Here are the top 11 films seen in 2014:

1. Locke (UK/USA, Steven Knight)

Locke uses a car and a cellphone, two items that are essential to many people’s lives, to explore moral and ethical problems related to job, family and relationships. These topics are fashioned in a manner which forces the main character Ivan Locke (Tom Hardy) to step across a moral minefield, where each step could lead to a potential explosion. The entire film takes place with Locke driving in his car and as he continues on his route, his life slowly starts to collapse. That is ironic considering his job requires him to oversee solid structural foundations. In his job, Locke is surrounded by physically heavy objects enough to crush a human. Yet, in the film, he is crushed by words.
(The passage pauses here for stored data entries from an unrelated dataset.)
//! Structured logging for strata tools.
//!
//! Console output with uptime timestamps and module paths, plus JSON file
//! logging in debug builds. The level comes from `debug.log_level` in the
//! config unless `RUST_LOG` is set.

use std::path::Path;

use strata_config::Config;
use tracing_subscriber::{EnvFilter, fmt, layer::SubscriberExt, util::SubscriberInitExt};

/// Filter used when neither `RUST_LOG` nor the config names a level.
pub const DEFAULT_FILTER: &str = "info";

/// Name of the JSON log file written in debug builds.
pub const LOG_FILE: &str = "strata.log";

/// Initialize the global tracing subscriber.
///
/// * `log_dir` - Directory for the JSON log file (debug builds only)
/// * `debug_build` - Whether to enable file logging
/// * `config` - Configuration supplying the log level
///
/// # Examples
///
/// ```no_run
/// use strata_config::Config;
/// use strata_log::init_logging;
///
/// let config = Config::default();
/// init_logging(Some(std::path::Path::new("./logs")), true, Some(&config));
/// ```
pub fn init_logging(log_dir: Option<&Path>, debug_build: bool, config: Option<&Config>) {
    let filter_str = filter_directive(config);
    let env_filter =
        EnvFilter::try_from_default_env().unwrap_or_else(|_| EnvFilter::new(&filter_str));

    let console_layer = fmt::layer()
        .with_target(true)
        .with_thread_names(true) // autosave runs on its own named thread
        .with_level(true)
        .with_timer(fmt::time::uptime());

    let subscriber = tracing_subscriber::registry()
        .with(env_filter)
        .with(console_layer);

    if debug_build
        && let Some(log_dir) = log_dir
        && std::fs::create_dir_all(log_dir).is_ok()
        && let Ok(log_file) = std::fs::File::create(log_dir.join(LOG_FILE))
    {
        let file_layer = fmt::layer()
            .with_writer(log_file)
            .with_ansi(false)
            .with_target(true)
            .with_timer(fmt::time::uptime())
            .json();

        subscriber.with(file_layer).init();
        return;
    }

    subscriber.init();
}

/// Filter directive derived from the config, falling back to [`DEFAULT_FILTER`].
pub fn filter_directive(config: Option<&Config>) -> String {
    match config {
        Some(config) if !config.debug.log_level.is_empty() => config.debug.log_level.clone(),
        _ => DEFAULT_FILTER.to_string(),
    }
}

/// Create an `EnvFilter` with the default filter string.
pub fn default_env_filter() -> EnvFilter {
    EnvFilter::new(DEFAULT_FILTER)
}

#[cfg(test)]
mod tests {
    use super::*;

    #[test]
    fn test_default_log_level() {
        let filter_str = format!("{}", default_env_filter());
        assert!(filter_str.contains("info"));
    }

    #[test]
    fn test_filter_from_config() {
        let mut config = Config::default();
        config.debug.log_level = "debug,strata_world=trace".to_string();
        assert_eq!(filter_directive(Some(&config)), "debug,strata_world=trace");
    }

    #[test]
    fn test_empty_level_falls_back() {
        let mut config = Config::default();
        config.debug.log_level.clear();
        assert_eq!(filter_directive(Some(&config)), DEFAULT_FILTER);
        assert_eq!(filter_directive(None), DEFAULT_FILTER);
    }

    #[test]
    fn test_env_filter_parsing() {
        let valid_filters = [
            "info",
            "debug,strata_world=trace",
            "warn,strata_world::format=debug",
            "error",
        ];
        for filter_str in &valid_filters {
            let result = EnvFilter::try_from(*filter_str);
            assert!(result.is_ok(), "Failed to parse filter: {}", filter_str);
        }
    }
}
//! Periodic background flushing of dirty chunks.

use std::sync::Arc;
use std::sync::atomic::{AtomicU64, Ordering};
use std::thread::JoinHandle;
use std::time::Duration;

use crossbeam_channel::{RecvTimeoutError, Sender, bounded};

use crate::format::Format;

/// Runs [`Format::save_chunks`] on a background thread every `interval`.
///
/// Failed passes are logged and retried on the next tick. The thread stops
/// on [`stop`](Self::stop) or when the autosaver is dropped.
pub struct Autosaver {
    stop: Sender<()>,
    handle: Option<JoinHandle<()>>,
    passes: Arc<AtomicU64>,
}

impl Autosaver {
    /// Starts saving `format` every `interval`.
    pub fn spawn(format: Arc<dyn Format>, interval: Duration) -> std::io::Result<Self> {
        let (stop, stop_rx) = bounded::<()>(1);
        let passes = Arc::new(AtomicU64::new(0));
        let counter = Arc::clone(&passes);

        let handle = std::thread::Builder::new()
            .name("chunk-autosave".into())
            .spawn(move || {
                loop {
                    match stop_rx.recv_timeout(interval) {
                        Err(RecvTimeoutError::Timeout) => {}
                        Ok(()) | Err(RecvTimeoutError::Disconnected) => break,
                    }
                    match format.save_chunks() {
                        Ok(()) => tracing::trace!("autosave pass complete"),
                        Err(e) => tracing::warn!("autosave failed: {}", e),
                    }
                    counter.fetch_add(1, Ordering::Relaxed);
                }
                tracing::debug!("autosave stopped");
            })?;

        tracing::info!("autosaving every {:?}", interval);
        Ok(Self {
            stop,
            handle: Some(handle),
            passes,
        })
    }

    /// Number of save passes run so far.
    pub fn passes(&self) -> u64 {
        self.passes.load(Ordering::Relaxed)
    }

    /// Stops the thread and waits for any pass in progress.
    pub fn stop(mut self) {
        self.shutdown();
    }

    fn shutdown(&mut self) {
        let _ = self.stop.try_send(());
        if let Some(handle) = self.handle.take()
            && handle.join().is_err()
        {
            tracing::error!("autosave thread panicked");
        }
    }
}

impl Drop for Autosaver {
    fn drop(&mut self) {
        self.shutdown();
    }
}

#[cfg(test)]
mod tests {
    use std::time::Instant;

    use super::*;
    use crate::chunk::ChunkPos;
    use crate::dimension::Dimension;
    use crate::format::Provider;
    use crate::generator::VoidGenerator;
    use crate::store::{ChunkStore, MemoryStore};

    #[test]
    fn test_autosave_flushes_dirty_chunks() {
        let store = Arc::new(MemoryStore::new());
        let provider = Arc::new(Provider::open(
            store.clone(),
            Arc::new(VoidGenerator),
            Dimension::Overworld,
        ));
        provider.load_chunk(0, 0, true).unwrap();

        let saver = Autosaver::spawn(provider.clone(), Duration::from_millis(10)).unwrap();
        let deadline = Instant::now() + Duration::from_secs(5);
        while !store.chunk_exists(ChunkPos::new(0, 0)).unwrap() {
            assert!(Instant::now() < deadline, "autosave never ran");
            std::thread::sleep(Duration::from_millis(5));
        }
        saver.stop();
        assert!(provider.dirty_chunks().is_empty());
    }

    #[test]
    fn test_stop_returns_promptly() {
        let provider = Arc::new(Provider::open(
            Arc::new(MemoryStore::new()),
            Arc::new(VoidGenerator),
            Dimension::Overworld,
        ));
        let saver = Autosaver::spawn(provider, Duration::from_secs(3600)).unwrap();
        let start = Instant::now();
        saver.stop();
        assert!(start.elapsed() < Duration::from_secs(5));
    }

    #[test]
    fn test_drop_stops_thread() {
        let provider = Arc::new(Provider::open(
            Arc::new(MemoryStore::new()),
            Arc::new(VoidGenerator),
            Dimension::Overworld,
        ));
        let saver = Autosaver::spawn(provider, Duration::from_secs(3600)).unwrap();
        assert_eq!(saver.passes(), 0);
        drop(saver);
    }
}
//! Chunk-column world storage: palette-compressed block storage, subchunks
//! with generation state, chunk columns, and a concurrent chunk provider over
//! pluggable backing stores and generators.

pub mod autosave;
pub mod block_state;
pub mod block_storage;
pub mod chunk;
pub mod codec;
pub mod dimension;
pub mod error;
pub mod format;
pub mod generator;
pub mod level;
pub mod store;
pub mod sub_chunk;
pub mod word_packed;

pub use autosave::Autosaver;
pub use block_state::{BlockState, LegacyId};
pub use block_storage::{BLOCK_STORAGE_SIZE, BlockStorage, STORAGE_SIZE};
pub use chunk::{BAND_HEIGHT, COLUMN_AREA, Chunk, ChunkColumn, ChunkPos, EntityRecord};
pub use dimension::Dimension;
pub use error::{
    BlockError, CodecError, FormatError, GenerateError, OpenError, SaveFailure, StoreError,
};
pub use format::{ChunkHandle, Format, Provider};
pub use generator::{ChunkGenerator, FlatGenerator, FlatLayer, VoidGenerator};
pub use level::{Level, Spawn};
pub use store::{CHUNK_FILE_EXTENSION, ChunkStore, DirectoryStore, MemoryStore};
pub use sub_chunk::{Finalization, MAX_LAYERS, SubChunk, get_finalization};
As his character of Locke sinks further, Tom Hardy as an actor soars. Hardy delivers his dialogues with a high degree of composure and emotion. His voice is so precise that it makes one forget there are cuts in the film. There is also enough variation of the shots,  which allows the camera to creatively find as much space in a confined location as possible.  Overall, this is one heck of a ride!

2. Return to Homs (Syria/Germany, Talal Derki)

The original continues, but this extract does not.